**PROBLEM STATEMENT**.
Below are entries. Pull out all lines containing "three".

**MATERIAL PROVIDED**.
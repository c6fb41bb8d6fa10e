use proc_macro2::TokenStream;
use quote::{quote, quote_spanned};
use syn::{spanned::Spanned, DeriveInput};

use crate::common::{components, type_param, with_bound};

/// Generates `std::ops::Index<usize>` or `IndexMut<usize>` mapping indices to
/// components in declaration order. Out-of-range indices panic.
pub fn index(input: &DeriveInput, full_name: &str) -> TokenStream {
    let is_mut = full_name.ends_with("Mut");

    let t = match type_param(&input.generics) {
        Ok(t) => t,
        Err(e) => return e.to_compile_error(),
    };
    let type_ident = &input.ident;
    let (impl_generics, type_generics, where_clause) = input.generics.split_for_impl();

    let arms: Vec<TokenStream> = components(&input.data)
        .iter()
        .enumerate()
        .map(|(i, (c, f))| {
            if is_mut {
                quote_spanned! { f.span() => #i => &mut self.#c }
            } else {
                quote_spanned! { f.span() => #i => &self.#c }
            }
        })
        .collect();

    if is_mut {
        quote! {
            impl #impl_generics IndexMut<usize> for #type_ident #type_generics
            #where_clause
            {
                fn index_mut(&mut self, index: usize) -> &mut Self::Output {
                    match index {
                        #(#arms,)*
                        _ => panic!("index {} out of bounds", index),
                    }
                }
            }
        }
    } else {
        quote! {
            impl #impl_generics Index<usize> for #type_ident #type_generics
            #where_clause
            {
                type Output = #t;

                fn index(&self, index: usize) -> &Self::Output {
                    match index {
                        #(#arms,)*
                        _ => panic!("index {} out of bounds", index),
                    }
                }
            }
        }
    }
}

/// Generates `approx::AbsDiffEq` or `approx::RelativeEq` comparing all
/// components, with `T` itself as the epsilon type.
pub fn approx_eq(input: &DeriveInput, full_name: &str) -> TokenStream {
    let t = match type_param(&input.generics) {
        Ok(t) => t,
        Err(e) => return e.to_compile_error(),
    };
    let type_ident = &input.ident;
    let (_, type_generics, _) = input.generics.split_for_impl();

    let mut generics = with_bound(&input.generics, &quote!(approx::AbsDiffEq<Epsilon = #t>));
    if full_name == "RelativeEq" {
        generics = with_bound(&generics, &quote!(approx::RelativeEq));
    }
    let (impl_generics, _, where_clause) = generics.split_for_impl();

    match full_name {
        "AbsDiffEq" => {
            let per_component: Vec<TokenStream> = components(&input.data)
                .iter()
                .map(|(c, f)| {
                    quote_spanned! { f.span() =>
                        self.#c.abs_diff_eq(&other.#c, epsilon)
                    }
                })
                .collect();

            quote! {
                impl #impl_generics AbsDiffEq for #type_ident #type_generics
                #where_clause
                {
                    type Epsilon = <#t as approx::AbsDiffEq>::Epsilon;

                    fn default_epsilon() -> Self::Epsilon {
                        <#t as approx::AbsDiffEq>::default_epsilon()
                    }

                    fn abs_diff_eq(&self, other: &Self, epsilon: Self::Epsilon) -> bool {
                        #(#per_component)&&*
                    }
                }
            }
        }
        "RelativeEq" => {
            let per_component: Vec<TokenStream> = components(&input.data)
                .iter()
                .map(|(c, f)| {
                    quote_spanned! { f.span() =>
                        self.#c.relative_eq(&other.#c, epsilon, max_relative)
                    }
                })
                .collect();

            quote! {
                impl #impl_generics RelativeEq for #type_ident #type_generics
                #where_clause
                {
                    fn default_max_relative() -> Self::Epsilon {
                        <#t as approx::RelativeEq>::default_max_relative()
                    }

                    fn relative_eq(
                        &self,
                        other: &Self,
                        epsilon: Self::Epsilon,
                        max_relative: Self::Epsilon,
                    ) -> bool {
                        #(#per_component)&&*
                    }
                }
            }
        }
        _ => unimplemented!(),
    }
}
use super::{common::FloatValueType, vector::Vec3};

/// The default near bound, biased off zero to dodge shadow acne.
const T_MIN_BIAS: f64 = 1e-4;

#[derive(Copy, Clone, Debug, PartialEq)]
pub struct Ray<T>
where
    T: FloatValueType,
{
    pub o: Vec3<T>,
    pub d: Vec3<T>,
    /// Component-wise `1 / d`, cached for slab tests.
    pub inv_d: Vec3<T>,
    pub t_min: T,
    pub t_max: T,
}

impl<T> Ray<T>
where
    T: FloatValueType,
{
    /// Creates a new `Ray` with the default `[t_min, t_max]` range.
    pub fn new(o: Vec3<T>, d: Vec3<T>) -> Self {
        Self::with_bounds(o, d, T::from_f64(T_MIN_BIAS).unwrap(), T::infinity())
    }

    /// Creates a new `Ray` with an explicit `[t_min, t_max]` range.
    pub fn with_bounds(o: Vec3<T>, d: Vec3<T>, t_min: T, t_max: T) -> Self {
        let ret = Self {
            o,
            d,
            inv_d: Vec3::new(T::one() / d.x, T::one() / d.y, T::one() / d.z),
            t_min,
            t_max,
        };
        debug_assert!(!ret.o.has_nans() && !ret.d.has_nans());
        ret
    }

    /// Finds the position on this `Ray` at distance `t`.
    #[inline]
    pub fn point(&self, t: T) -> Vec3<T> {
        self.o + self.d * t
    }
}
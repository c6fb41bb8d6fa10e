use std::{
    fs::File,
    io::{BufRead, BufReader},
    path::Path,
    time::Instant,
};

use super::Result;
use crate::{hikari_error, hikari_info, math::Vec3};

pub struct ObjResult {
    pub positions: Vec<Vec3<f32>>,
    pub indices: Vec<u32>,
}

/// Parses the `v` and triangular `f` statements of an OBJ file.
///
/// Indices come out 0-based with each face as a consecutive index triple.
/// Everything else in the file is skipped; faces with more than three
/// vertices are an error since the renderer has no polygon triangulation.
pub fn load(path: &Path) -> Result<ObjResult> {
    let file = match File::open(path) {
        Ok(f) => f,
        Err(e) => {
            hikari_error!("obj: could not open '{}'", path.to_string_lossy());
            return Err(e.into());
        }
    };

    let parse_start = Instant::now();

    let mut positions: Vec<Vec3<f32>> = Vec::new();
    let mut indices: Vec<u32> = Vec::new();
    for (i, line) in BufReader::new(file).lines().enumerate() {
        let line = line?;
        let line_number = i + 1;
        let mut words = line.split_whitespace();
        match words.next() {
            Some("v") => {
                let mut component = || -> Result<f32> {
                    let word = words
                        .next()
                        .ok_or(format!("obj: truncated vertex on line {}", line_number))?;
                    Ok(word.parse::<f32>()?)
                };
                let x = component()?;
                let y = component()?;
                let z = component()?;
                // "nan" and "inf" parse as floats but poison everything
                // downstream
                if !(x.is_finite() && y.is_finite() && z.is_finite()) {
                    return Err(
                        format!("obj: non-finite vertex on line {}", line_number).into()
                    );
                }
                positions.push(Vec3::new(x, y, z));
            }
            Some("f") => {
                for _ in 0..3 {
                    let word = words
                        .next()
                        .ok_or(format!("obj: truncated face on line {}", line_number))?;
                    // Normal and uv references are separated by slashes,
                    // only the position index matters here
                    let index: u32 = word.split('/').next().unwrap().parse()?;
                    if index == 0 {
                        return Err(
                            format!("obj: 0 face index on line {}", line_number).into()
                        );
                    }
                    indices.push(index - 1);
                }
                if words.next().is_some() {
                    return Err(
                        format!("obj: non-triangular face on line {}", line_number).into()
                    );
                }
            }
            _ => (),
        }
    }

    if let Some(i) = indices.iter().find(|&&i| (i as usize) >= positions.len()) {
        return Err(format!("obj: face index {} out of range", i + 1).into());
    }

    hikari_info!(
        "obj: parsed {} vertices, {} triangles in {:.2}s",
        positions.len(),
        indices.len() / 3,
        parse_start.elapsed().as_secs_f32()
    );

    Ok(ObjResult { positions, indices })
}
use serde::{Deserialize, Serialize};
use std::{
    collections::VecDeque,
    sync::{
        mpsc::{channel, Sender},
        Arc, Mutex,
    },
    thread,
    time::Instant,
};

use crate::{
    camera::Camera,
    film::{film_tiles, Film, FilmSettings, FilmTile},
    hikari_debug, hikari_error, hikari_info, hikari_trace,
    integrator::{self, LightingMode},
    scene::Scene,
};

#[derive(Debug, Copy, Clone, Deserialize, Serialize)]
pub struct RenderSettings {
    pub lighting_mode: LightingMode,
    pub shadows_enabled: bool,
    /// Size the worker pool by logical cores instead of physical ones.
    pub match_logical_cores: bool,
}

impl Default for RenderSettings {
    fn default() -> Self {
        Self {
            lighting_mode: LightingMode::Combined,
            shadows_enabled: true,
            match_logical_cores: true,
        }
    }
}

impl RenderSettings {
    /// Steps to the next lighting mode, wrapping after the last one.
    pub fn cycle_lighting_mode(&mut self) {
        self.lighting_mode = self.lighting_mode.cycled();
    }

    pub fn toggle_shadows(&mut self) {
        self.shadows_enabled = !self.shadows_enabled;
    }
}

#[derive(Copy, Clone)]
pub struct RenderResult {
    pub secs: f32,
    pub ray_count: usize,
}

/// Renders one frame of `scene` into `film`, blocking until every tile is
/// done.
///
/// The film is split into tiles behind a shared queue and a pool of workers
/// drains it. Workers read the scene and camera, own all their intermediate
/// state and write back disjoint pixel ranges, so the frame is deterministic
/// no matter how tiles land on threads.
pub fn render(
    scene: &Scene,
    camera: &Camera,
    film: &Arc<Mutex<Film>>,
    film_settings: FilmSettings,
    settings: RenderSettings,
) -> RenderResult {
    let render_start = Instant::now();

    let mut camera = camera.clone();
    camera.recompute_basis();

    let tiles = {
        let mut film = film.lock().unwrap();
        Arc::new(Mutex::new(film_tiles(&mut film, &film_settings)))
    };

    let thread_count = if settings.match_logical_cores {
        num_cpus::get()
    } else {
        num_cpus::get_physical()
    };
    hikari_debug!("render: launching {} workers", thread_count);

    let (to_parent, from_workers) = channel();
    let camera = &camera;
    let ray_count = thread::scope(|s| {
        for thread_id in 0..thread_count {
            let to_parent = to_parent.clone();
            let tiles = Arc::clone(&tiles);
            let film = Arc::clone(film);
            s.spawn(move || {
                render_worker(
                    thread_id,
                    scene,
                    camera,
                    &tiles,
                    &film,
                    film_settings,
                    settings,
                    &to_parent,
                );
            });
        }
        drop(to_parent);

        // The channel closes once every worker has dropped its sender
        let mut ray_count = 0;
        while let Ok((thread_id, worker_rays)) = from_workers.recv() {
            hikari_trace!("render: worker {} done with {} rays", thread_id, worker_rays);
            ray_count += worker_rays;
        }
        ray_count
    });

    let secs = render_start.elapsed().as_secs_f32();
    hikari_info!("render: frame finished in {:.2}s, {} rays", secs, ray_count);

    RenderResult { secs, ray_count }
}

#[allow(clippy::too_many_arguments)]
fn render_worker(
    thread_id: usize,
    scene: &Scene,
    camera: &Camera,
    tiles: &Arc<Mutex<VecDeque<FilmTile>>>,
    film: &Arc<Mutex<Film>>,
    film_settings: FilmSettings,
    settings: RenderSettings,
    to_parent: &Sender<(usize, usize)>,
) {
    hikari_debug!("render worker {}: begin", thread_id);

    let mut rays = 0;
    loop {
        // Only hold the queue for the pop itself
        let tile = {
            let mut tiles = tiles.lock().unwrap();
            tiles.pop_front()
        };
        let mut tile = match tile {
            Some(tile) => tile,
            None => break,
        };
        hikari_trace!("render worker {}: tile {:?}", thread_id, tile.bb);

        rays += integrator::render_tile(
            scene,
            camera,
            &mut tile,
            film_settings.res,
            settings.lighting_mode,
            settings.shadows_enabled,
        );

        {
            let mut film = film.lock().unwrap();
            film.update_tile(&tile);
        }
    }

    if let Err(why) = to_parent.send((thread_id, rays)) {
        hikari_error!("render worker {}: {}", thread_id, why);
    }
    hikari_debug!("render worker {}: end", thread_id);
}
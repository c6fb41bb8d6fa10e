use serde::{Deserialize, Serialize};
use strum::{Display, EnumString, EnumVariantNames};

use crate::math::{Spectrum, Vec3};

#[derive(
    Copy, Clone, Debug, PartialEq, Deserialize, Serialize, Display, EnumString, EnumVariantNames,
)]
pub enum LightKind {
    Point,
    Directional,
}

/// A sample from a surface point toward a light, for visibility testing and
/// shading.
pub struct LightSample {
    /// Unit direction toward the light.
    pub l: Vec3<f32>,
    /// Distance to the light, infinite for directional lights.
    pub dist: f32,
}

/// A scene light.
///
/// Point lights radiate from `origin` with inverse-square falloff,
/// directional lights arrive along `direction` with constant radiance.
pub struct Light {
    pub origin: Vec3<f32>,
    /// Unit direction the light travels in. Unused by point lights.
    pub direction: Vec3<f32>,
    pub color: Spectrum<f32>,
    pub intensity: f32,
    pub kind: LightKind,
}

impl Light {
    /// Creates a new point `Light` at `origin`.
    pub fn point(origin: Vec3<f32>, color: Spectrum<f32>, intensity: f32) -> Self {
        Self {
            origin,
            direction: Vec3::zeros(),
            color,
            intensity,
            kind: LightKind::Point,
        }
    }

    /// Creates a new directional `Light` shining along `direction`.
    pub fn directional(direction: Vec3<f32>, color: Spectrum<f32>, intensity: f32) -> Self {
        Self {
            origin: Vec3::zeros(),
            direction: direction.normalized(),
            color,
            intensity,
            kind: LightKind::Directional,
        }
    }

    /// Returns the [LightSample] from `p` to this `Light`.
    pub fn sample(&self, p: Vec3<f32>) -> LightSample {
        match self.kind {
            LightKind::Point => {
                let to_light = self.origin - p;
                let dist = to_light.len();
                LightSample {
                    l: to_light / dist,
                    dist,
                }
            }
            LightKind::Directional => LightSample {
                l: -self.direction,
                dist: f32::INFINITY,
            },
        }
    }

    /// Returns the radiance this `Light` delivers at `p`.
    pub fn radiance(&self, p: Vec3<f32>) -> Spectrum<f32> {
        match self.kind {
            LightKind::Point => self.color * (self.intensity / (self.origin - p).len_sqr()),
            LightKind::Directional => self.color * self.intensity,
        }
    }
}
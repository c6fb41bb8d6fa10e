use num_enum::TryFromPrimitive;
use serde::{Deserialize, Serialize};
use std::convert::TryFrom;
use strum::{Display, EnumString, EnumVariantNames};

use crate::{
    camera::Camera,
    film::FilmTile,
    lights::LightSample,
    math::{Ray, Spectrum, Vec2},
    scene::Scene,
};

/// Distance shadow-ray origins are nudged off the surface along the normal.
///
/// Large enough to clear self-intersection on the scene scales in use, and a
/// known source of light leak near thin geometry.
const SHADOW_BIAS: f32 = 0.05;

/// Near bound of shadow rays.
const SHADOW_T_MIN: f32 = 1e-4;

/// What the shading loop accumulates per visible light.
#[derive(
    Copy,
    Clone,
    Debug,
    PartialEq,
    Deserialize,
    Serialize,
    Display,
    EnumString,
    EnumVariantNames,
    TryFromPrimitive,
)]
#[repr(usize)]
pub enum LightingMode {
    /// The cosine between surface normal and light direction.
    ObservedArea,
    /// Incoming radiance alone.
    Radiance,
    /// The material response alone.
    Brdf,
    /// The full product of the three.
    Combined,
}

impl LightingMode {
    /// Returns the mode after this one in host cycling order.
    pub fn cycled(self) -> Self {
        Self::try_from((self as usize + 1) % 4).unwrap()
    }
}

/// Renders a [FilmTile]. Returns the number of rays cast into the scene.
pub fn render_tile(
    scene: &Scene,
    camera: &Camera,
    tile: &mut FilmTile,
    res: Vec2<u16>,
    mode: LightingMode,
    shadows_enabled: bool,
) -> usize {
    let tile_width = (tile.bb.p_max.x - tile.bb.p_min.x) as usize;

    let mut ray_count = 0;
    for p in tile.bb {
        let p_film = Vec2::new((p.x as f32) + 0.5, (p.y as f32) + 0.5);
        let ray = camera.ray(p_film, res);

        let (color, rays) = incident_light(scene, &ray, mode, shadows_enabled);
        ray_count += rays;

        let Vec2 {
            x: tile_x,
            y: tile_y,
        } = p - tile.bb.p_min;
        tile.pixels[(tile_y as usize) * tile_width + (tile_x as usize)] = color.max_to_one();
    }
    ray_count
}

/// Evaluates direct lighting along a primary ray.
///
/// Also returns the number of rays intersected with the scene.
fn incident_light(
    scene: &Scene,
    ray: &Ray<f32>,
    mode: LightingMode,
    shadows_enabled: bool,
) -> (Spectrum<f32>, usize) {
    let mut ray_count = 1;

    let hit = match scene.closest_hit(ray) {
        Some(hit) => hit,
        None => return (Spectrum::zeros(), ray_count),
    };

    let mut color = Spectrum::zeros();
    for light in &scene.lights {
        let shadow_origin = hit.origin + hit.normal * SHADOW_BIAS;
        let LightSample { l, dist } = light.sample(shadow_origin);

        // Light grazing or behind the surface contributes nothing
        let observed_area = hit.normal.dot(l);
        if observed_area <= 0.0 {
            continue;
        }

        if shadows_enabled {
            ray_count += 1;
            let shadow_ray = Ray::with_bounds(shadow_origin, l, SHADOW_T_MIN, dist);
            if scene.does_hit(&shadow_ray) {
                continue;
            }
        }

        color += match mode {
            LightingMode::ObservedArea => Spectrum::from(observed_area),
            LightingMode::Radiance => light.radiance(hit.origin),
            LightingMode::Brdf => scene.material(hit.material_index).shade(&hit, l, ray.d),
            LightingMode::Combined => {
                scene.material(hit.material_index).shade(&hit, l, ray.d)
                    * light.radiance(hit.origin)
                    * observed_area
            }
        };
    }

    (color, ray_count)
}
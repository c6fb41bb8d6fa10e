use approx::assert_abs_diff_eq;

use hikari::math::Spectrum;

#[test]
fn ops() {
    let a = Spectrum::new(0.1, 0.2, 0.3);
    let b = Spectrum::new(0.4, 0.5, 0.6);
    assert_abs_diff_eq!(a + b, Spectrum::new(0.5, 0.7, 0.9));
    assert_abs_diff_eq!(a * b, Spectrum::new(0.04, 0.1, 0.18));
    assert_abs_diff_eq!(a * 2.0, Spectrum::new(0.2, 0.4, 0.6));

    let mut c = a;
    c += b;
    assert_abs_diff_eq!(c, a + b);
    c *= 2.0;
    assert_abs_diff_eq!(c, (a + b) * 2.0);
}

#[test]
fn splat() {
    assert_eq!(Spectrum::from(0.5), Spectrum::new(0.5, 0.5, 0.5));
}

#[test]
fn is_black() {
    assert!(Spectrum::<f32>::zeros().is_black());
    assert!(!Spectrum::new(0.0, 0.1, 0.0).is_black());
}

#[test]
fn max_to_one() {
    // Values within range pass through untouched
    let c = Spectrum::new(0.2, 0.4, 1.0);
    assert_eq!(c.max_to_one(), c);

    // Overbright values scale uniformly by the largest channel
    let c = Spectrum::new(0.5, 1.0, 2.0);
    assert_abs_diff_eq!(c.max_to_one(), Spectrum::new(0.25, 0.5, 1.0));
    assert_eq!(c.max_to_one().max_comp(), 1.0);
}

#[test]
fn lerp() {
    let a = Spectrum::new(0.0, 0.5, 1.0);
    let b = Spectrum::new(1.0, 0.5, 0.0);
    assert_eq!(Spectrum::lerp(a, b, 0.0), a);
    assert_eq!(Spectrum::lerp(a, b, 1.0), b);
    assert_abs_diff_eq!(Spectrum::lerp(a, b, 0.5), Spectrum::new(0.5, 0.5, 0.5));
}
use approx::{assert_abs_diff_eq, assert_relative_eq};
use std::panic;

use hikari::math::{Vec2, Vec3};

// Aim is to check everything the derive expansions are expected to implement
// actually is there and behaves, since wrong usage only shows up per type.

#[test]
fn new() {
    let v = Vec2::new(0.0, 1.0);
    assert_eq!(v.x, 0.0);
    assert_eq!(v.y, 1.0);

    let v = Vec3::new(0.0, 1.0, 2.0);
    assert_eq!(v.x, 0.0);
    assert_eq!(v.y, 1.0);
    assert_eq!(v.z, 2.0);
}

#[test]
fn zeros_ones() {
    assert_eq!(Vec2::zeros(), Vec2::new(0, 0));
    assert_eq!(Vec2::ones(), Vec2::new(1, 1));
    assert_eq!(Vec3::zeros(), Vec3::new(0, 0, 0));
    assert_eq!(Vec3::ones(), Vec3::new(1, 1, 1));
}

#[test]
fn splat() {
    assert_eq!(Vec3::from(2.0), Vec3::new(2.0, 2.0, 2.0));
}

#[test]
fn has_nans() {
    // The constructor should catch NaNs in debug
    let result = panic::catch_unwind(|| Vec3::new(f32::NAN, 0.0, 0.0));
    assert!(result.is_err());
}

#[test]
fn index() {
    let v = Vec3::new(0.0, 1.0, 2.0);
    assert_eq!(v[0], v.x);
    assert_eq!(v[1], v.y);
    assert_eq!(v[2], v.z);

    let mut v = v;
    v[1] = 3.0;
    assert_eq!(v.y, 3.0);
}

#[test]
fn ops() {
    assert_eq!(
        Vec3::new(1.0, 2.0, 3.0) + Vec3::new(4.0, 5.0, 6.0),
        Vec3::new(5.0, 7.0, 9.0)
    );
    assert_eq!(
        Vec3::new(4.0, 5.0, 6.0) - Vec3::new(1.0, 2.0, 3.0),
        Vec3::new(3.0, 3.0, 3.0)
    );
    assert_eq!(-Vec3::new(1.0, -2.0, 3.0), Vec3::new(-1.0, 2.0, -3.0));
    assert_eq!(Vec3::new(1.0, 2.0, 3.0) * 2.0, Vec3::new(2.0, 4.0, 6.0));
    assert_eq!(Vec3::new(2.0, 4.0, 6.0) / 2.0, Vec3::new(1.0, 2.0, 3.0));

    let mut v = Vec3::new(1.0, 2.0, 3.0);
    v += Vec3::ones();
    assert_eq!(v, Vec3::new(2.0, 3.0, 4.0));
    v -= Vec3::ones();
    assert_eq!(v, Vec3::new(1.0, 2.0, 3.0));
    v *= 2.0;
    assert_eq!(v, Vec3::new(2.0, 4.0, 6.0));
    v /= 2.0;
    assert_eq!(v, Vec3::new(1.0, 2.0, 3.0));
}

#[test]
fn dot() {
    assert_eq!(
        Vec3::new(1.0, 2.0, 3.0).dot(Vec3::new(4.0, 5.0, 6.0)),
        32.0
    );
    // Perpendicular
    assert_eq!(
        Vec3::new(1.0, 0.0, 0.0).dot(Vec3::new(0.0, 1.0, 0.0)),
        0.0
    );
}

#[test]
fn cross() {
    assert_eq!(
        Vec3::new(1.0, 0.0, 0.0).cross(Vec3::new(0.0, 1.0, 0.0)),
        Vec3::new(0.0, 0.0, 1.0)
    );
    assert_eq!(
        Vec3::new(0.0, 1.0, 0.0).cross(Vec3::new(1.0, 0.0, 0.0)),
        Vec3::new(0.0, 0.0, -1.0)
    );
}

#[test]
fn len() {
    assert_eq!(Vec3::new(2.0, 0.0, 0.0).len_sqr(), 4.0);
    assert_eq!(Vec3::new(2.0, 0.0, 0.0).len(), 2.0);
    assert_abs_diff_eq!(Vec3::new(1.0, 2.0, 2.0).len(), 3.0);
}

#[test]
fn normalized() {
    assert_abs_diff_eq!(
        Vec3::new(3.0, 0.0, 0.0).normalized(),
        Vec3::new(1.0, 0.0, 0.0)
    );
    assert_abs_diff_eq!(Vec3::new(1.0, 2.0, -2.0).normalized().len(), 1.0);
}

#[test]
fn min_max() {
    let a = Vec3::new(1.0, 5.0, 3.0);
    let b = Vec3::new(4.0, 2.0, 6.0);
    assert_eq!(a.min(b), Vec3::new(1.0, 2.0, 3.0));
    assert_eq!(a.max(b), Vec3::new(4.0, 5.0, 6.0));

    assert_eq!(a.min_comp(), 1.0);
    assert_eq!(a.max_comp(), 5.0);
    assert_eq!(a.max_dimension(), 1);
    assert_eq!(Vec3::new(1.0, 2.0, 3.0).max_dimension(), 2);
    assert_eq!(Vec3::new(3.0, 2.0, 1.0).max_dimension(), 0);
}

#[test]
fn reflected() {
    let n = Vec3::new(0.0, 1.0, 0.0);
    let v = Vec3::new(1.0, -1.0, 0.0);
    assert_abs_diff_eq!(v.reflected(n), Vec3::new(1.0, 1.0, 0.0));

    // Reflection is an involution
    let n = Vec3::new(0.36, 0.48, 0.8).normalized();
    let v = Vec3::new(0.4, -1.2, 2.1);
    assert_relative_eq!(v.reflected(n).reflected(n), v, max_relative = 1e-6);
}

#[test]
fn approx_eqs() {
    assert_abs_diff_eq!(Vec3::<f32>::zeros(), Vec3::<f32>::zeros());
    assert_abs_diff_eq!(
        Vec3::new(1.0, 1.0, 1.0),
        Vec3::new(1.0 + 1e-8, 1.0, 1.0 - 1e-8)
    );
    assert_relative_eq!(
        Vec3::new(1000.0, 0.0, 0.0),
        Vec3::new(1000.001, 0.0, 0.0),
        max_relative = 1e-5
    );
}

**ANSWER FOR THE TASK**.
/// Everything else in the file is skipped; faces with more than three
    /// The full product of the three.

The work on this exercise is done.